Endogenous ketosis represents a marker of metabolic resilience in critically ill patients and a potential target for arrhythmia prevention. Since ketone metabolism can be modulated through dietary intervention, pharmacologic therapy, or exogenous ketone supplementation, the observed associations raise the possibility of a novel strategy for reducing AF in high-risk populations. The transition from observational association to therapeutic application is already underway. Ongoing trials, such as the KETO-AHF (NCT06653725) [
39], are currently investigating the use of exogenous ketone esters and 1,3-butanediol to improve hemodynamic stability and reduce natriuretic peptides in acute heart failure patients. Ultimately, metabolic modulation via SGLT2 inhibitors or ketone supplementation may provide a ‘non-ion-channel’ dependent approach to rhythm management in the ICU.
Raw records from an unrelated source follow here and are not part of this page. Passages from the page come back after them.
use log::info;
use serde::{Deserialize, Serialize};

use super::core::BuildkiteClient;
use super::graphql::graphql_operation;
use super::types::{null_as_default, string_enum, IdInput, MutationInput, Node};
use crate::error::{BuildkiteError, Result, ResultExt};

string_enum!(
    /// What a team may do with a pipeline.
    TeamPipelineAccessLevel {
        ReadOnly => "READ_ONLY",
        BuildAndRead => "BUILD_AND_READ",
        ManageBuildAndRead => "MANAGE_BUILD_AND_READ",
    }
);

impl Default for TeamPipelineAccessLevel {
    fn default() -> Self {
        Self::ReadOnly
    }
}

/// Grant of a pipeline to a team. New grants always start as
/// [`TeamPipelineAccessLevel::ReadOnly`].
#[derive(Debug, Clone, Default, PartialEq, Serialize, Deserialize)]
#[serde(rename_all = "camelCase")]
pub struct TeamPipeline {
    #[serde(default)]
    pub id: String,
    #[serde(default)]
    pub uuid: String,
    #[serde(default)]
    pub access_level: TeamPipelineAccessLevel,
    #[serde(default, deserialize_with = "null_as_default")]
    pub team: Node,
    /// Carries the slug as well as the ID
    #[serde(default, deserialize_with = "null_as_default")]
    pub pipeline: Node,
    #[serde(default, deserialize_with = "null_as_default")]
    pub created_at: String,
}

#[derive(Deserialize)]
#[serde(rename_all = "camelCase")]
pub(crate) struct GetTeamPipelineData {
    team_pipeline: Option<TeamPipeline>,
}

graphql_operation!(
    GetTeamPipeline,
    r#"
query GetTeamPipeline($id: ID!) {
  teamPipeline: node(id: $id) {
    ... on TeamPipeline {
      id
      uuid
      accessLevel
      createdAt
      team {
        id
      }
      pipeline {
        id
        slug
      }
    }
  }
}"#,
    IdInput => GetTeamPipelineData
);

#[derive(Serialize)]
pub(crate) struct TeamPipelineCreateInput {
    #[serde(rename = "teamID")]
    team_id: String,
    #[serde(rename = "pipelineID")]
    pipeline_id: String,
}

#[derive(Deserialize)]
pub(crate) struct TeamPipelineEdge {
    node: TeamPipeline,
}

#[derive(Deserialize)]
#[serde(rename_all = "camelCase")]
pub(crate) struct TeamPipelineCreatePayload {
    team_pipeline_edge: TeamPipelineEdge,
}

#[derive(Deserialize)]
#[serde(rename_all = "camelCase")]
pub(crate) struct TeamPipelineCreateData {
    team_pipeline_create: Option<TeamPipelineCreatePayload>,
}

graphql_operation!(
    TeamPipelineCreate,
    r#"
mutation TeamPipelineCreate($input: TeamPipelineCreateInput!) {
  teamPipelineCreate(input: $input) {
    teamPipelineEdge {
      node {
        id
        uuid
        accessLevel
        createdAt
        team {
          id
        }
        pipeline {
          id
          slug
        }
      }
    }
  }
}"#,
    MutationInput<TeamPipelineCreateInput> => TeamPipelineCreateData
);

#[derive(Serialize)]
#[serde(rename_all = "camelCase")]
pub(crate) struct TeamPipelineUpdateInput {
    id: String,
    access_level: TeamPipelineAccessLevel,
}

#[derive(Deserialize)]
#[serde(rename_all = "camelCase")]
pub(crate) struct TeamPipelineUpdatePayload {
    team_pipeline: TeamPipeline,
}

#[derive(Deserialize)]
#[serde(rename_all = "camelCase")]
pub(crate) struct TeamPipelineUpdateData {
    team_pipeline_update: Option<TeamPipelineUpdatePayload>,
}

graphql_operation!(
    TeamPipelineUpdate,
    r#"
mutation TeamPipelineUpdate($input: TeamPipelineUpdateInput!) {
  teamPipelineUpdate(input: $input) {
    teamPipeline {
      id
      uuid
      accessLevel
      createdAt
      team {
        id
      }
      pipeline {
        id
        slug
      }
    }
  }
}"#,
    MutationInput<TeamPipelineUpdateInput> => TeamPipelineUpdateData
);

#[derive(Deserialize)]
pub(crate) struct TeamPipelineDeletePayload {
    #[serde(rename = "deletedTeamPipelineID")]
    #[allow(dead_code)]
    deleted_team_pipeline_id: String,
}

#[derive(Deserialize)]
#[serde(rename_all = "camelCase")]
pub(crate) struct TeamPipelineDeleteData {
    team_pipeline_delete: Option<TeamPipelineDeletePayload>,
}

graphql_operation!(
    TeamPipelineDelete,
    r#"
mutation TeamPipelineDelete($input: TeamPipelineDeleteInput!) {
  teamPipelineDelete(input: $input) {
    deletedTeamPipelineID
  }
}"#,
    MutationInput<IdInput> => TeamPipelineDeleteData
);

impl BuildkiteClient {
    /// Fetches a team's access to a pipeline by node ID.
    pub async fn get_team_pipeline(&self, id: &str) -> Result<TeamPipeline> {
        let data = self
            .graphql::<GetTeamPipeline>(IdInput::new(id))
            .await
            .with_context(|| format!("failed to get team pipeline {id}"))?;

        data.team_pipeline
            .filter(|grant| !grant.id.is_empty())
            .ok_or_else(|| BuildkiteError::NotFound(format!("team pipeline {id}")))
    }

    /// Grants `desired.pipeline` to `desired.team`, then raises the access
    /// level if the desired one is above read-only.
    pub async fn create_team_pipeline(&self, desired: &TeamPipeline) -> Result<TeamPipeline> {
        let pipeline_id = if desired.pipeline.id.is_empty() {
            self.pipeline_node_id(desired.pipeline.slug()).await?
        } else {
            desired.pipeline.id.clone()
        };

        let data = self
            .graphql::<TeamPipelineCreate>(MutationInput::new(TeamPipelineCreateInput {
                team_id: desired.team.id.clone(),
                pipeline_id,
            }))
            .await
            .with_context(|| {
                format!(
                    "failed to add pipeline {} to team {}",
                    desired.pipeline.slug(),
                    desired.team.id
                )
            })?;

        let created = data
            .team_pipeline_create
            .map(|payload| payload.team_pipeline_edge.node)
            .ok_or(BuildkiteError::NoResponseData("TeamPipelineCreate"))?;
        info!("Created team pipeline {}", created.id);

        if desired.access_level == created.access_level {
            return Ok(created);
        }

        self.set_team_pipeline_access(&created.id, desired.access_level)
            .await
            .with_context(|| {
                format!(
                    "team pipeline {} was created but could not be given access {}",
                    created.id, desired.access_level
                )
            })
    }

    /// Changes the access level of a grant, addressed by its node ID.
    pub async fn update_team_pipeline(&self, desired: &TeamPipeline) -> Result<TeamPipeline> {
        self.set_team_pipeline_access(&desired.id, desired.access_level)
            .await
            .with_context(|| format!("failed to update team pipeline {}", desired.id))
    }

    /// Revokes a team's access to a pipeline by node ID.
    pub async fn delete_team_pipeline(&self, id: &str) -> Result<()> {
        let data = self
            .graphql::<TeamPipelineDelete>(MutationInput::new(IdInput::new(id)))
            .await
            .with_context(|| format!("failed to delete team pipeline {id}"))?;

        data.team_pipeline_delete
            .map(|_| ())
            .ok_or(BuildkiteError::NoResponseData("TeamPipelineDelete"))
    }

    async fn set_team_pipeline_access(
        &self,
        id: &str,
        access_level: TeamPipelineAccessLevel,
    ) -> Result<TeamPipeline> {
        let data = self
            .graphql::<TeamPipelineUpdate>(MutationInput::new(TeamPipelineUpdateInput {
                id: id.to_string(),
                access_level,
            }))
            .await?;

        data.team_pipeline_update
            .map(|payload| payload.team_pipeline)
            .ok_or(BuildkiteError::NoResponseData("TeamPipelineUpdate"))
    }
}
Our findings align with a shifting paradigm in critical care nutrition and metabolic support. Current 2025 ELSO and ESICM guidelines emphasize metabolic flexibility and phase-specific nutritional strategies that avoid early overfeeding, which can suppress endogenous ketogenesis [
40,
41]. However, ketosis is still viewed through the lens of pathology (e.g., DKA), missing its potential role as an adaptive resilience marker in non-diabetic critical illness. Whereas diabetic ketoacidosis is characterized by uncontrolled hyperglycaemia, severe metabolic acidosis, and insulin deficiency; moderate elevations in circulating ketone bodies during critical illness often may reflect a compensatory shift toward more oxygen-efficient substrate utilization. Importantly, careful patient selection remains essential, particularly among individuals with diabetes mellitus or impaired insulin reserve, in whom the boundary between adaptive ketosis and ketoacidosis may be narrower.